Details Cards Are Basically Your Wedding Information Dump (In a Good Way)

Okay so details cards are literally the most underrated part of the invitation suite and I’m gonna die on this hill. They’re those extra cards that go inside your invitation envelope with all the info that doesn’t fit on the main invitation itself. Think of them as the “everything else you need to know” card because your actual invitation is just the pretty formal announcement part.

The main invitation says “hey we’re getting married come celebrate” and the details card says “here’s where to park, what time cocktail hour starts, and please don’t wear jeans.” You can have one details card or like three separate inserts depending on how much info you gotta communicate. I’ve seen couples with entire booklets and honestly sometimes that’s necessary.

What Actually Goes On A Details Card

This is where people get overwhelmed because there’s no hard rules about what must go on it versus what can go elsewhere.
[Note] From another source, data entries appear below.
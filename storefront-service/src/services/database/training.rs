//! Training package and enquiry persistence.

use super::Database;
use crate::models::{EnquiryStatus, TrainingEnquiry, TrainingPackage};
use crate::services::metrics::DB_QUERY_DURATION;
use service_core::error::AppError;
use tracing::{info, instrument};
use uuid::Uuid;

const TRAINING_PACKAGE_COLUMNS: &str = "package_id, package_type, title, slug, description, price, features, includes_certification, is_for_beginners, is_advanced, is_upgrade, is_housewife, is_active, display_order, created_utc, updated_utc";

const TRAINING_ENQUIRY_COLUMNS: &str =
    "enquiry_id, package_id, name, email, phone, message, status, created_utc";

impl Database {
    /// List active training packages in display order.
    #[instrument(skip(self))]
    pub async fn list_training_packages(
        &self,
        package_type: Option<&str>,
    ) -> Result<Vec<TrainingPackage>, AppError> {
        let timer = DB_QUERY_DURATION
            .with_label_values(&["list_training_packages"])
            .start_timer();

        let packages = sqlx::query_as::<_, TrainingPackage>(&format!(
            r#"
            SELECT {}
            FROM training_packages
            WHERE is_active = TRUE
              AND ($1::varchar IS NULL OR package_type = $1)
            ORDER BY display_order, title
            "#,
            TRAINING_PACKAGE_COLUMNS
        ))
        .bind(package_type)
        .fetch_all(&self.pool)
        .await
        .map_err(|e| {
            AppError::DatabaseError(anyhow::anyhow!("Failed to list training packages: {}", e))
        })?;

        timer.observe_duration();

        Ok(packages)
    }

    /// Get a training package by slug.
    #[instrument(skip(self))]
    pub async fn get_training_package_by_slug(
        &self,
        slug: &str,
    ) -> Result<Option<TrainingPackage>, AppError> {
        let timer = DB_QUERY_DURATION
            .with_label_values(&["get_training_package_by_slug"])
            .start_timer();

        let package = sqlx::query_as::<_, TrainingPackage>(&format!(
            "SELECT {} FROM training_packages WHERE slug = $1 AND is_active = TRUE",
            TRAINING_PACKAGE_COLUMNS
        ))
        .bind(slug)
        .fetch_optional(&self.pool)
        .await
        .map_err(|e| {
            AppError::DatabaseError(anyhow::anyhow!("Failed to get training package: {}", e))
        })?;

        timer.observe_duration();

        Ok(package)
    }

    /// Get a training package by id.
    #[instrument(skip(self), fields(package_id = %package_id))]
    pub async fn get_training_package(
        &self,
        package_id: Uuid,
    ) -> Result<Option<TrainingPackage>, AppError> {
        let timer = DB_QUERY_DURATION
            .with_label_values(&["get_training_package"])
            .start_timer();

        let package = sqlx::query_as::<_, TrainingPackage>(&format!(
            "SELECT {} FROM training_packages WHERE package_id = $1 AND is_active = TRUE",
            TRAINING_PACKAGE_COLUMNS
        ))
        .bind(package_id)
        .fetch_optional(&self.pool)
        .await
        .map_err(|e| {
            AppError::DatabaseError(anyhow::anyhow!("Failed to get training package: {}", e))
        })?;

        timer.observe_duration();

        Ok(package)
    }

    /// Submit a training enquiry. New enquiries start `pending`.
    #[instrument(skip(self, name, email, phone, message), fields(package_id = %package_id))]
    pub async fn create_training_enquiry(
        &self,
        package_id: Uuid,
        name: &str,
        email: &str,
        phone: &str,
        message: &str,
    ) -> Result<TrainingEnquiry, AppError> {
        let timer = DB_QUERY_DURATION
            .with_label_values(&["create_training_enquiry"])
            .start_timer();

        let enquiry = sqlx::query_as::<_, TrainingEnquiry>(&format!(
            r#"
            INSERT INTO training_enquiries (enquiry_id, package_id, name, email, phone, message, status)
            VALUES ($1, $2, $3, $4, $5, $6, $7)
            RETURNING {}
            "#,
            TRAINING_ENQUIRY_COLUMNS
        ))
        .bind(Uuid::new_v4())
        .bind(package_id)
        .bind(name)
        .bind(email)
        .bind(phone)
        .bind(message)
        .bind(EnquiryStatus::Pending.as_str())
        .fetch_one(&self.pool)
        .await
        .map_err(|e| {
            AppError::DatabaseError(anyhow::anyhow!("Failed to create training enquiry: {}", e))
        })?;

        timer.observe_duration();
        info!(enquiry_id = %enquiry.enquiry_id, "Training enquiry received");

        Ok(enquiry)
    }

    /// Get one training enquiry by id.
    #[instrument(skip(self), fields(enquiry_id = %enquiry_id))]
    pub async fn get_training_enquiry(
        &self,
        enquiry_id: Uuid,
    ) -> Result<Option<TrainingEnquiry>, AppError> {
        let timer = DB_QUERY_DURATION
            .with_label_values(&["get_training_enquiry"])
            .start_timer();

        let enquiry = sqlx::query_as::<_, TrainingEnquiry>(&format!(
            "SELECT {} FROM training_enquiries WHERE enquiry_id = $1",
            TRAINING_ENQUIRY_COLUMNS
        ))
        .bind(enquiry_id)
        .fetch_optional(&self.pool)
        .await
        .map_err(|e| {
            AppError::DatabaseError(anyhow::anyhow!("Failed to get training enquiry: {}", e))
        })?;

        timer.observe_duration();

        Ok(enquiry)
    }

    /// Move a training enquiry through its follow-up states.
    #[instrument(skip(self), fields(enquiry_id = %enquiry_id, status = status.as_str()))]
    pub async fn update_training_enquiry_status(
        &self,
        enquiry_id: Uuid,
        status: EnquiryStatus,
    ) -> Result<Option<TrainingEnquiry>, AppError> {
        let timer = DB_QUERY_DURATION
            .with_label_values(&["update_training_enquiry_status"])
            .start_timer();

        let enquiry = sqlx::query_as::<_, TrainingEnquiry>(&format!(
            "UPDATE training_enquiries SET status = $2 WHERE enquiry_id = $1 RETURNING {}",
            TRAINING_ENQUIRY_COLUMNS
        ))
        .bind(enquiry_id)
        .bind(status.as_str())
        .fetch_optional(&self.pool)
        .await
        .map_err(|e| {
            AppError::DatabaseError(anyhow::anyhow!("Failed to update training enquiry: {}", e))
        })?;

        timer.observe_duration();

        Ok(enquiry)
    }
}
But here’s what I typically include for my couples:

  • Reception details if it’s at a different location than the ceremony
  • Timeline stuff like cocktail hour time, dinner time, when dancing starts
  • Dress code because people genuinely don’t know what “semi-formal” means anymore
  • Hotel accommodation blocks with booking codes and deadlines
  • Transportation info if you’re providing shuttles or need to warn people about limited parking
  • Website URL where they can find literally everything else
  • Registry information though some people do a separate card for this
  • Weekend events if you’re doing a welcome party or day-after brunch

The thing is you don’t have to include ALL of this on one card. That’s what annoys me actually—when couples try to cram everything onto one tiny card and the font ends up being like 6 points and nobody can read it. Just use multiple cards if you need to. Your guests will survive opening an envelope with three cards in it I promise.

Reception Cards vs Details Cards (Yeah They’re Different)

So technically a reception card is its own thing if your reception is at a different location than your ceremony. It usually just says something like “Reception to follow at The Grand Ballroom, 123 Main Street” and maybe the time. That’s it. Clean and simple.

Wedding Invitation Inserts: Details Card Information

But most people now just put that info on their details card along with everything else because who wants to pay for an extra card just for one line of text? Unless you’re doing a super formal traditional wedding, you can totally combine these. I had a bride in spring 2023 who insisted on keeping them separate because her mom said that’s “proper” and then she called me two weeks later asking if we could combine them because the printing quote was wild. We combined them. It was fine.

How To Write The Actual Content Without Sounding Like A Robot

This is where your personality can show through a bit more than the formal invitation. You don’t have to write “The honour of your presence is requested” on your details card—you can be more relaxed. Here’s some examples:

For timeline info: “Join us for cocktails and hors d’oeuvres at 5:30pm, followed by dinner and dancing at 7:00pm”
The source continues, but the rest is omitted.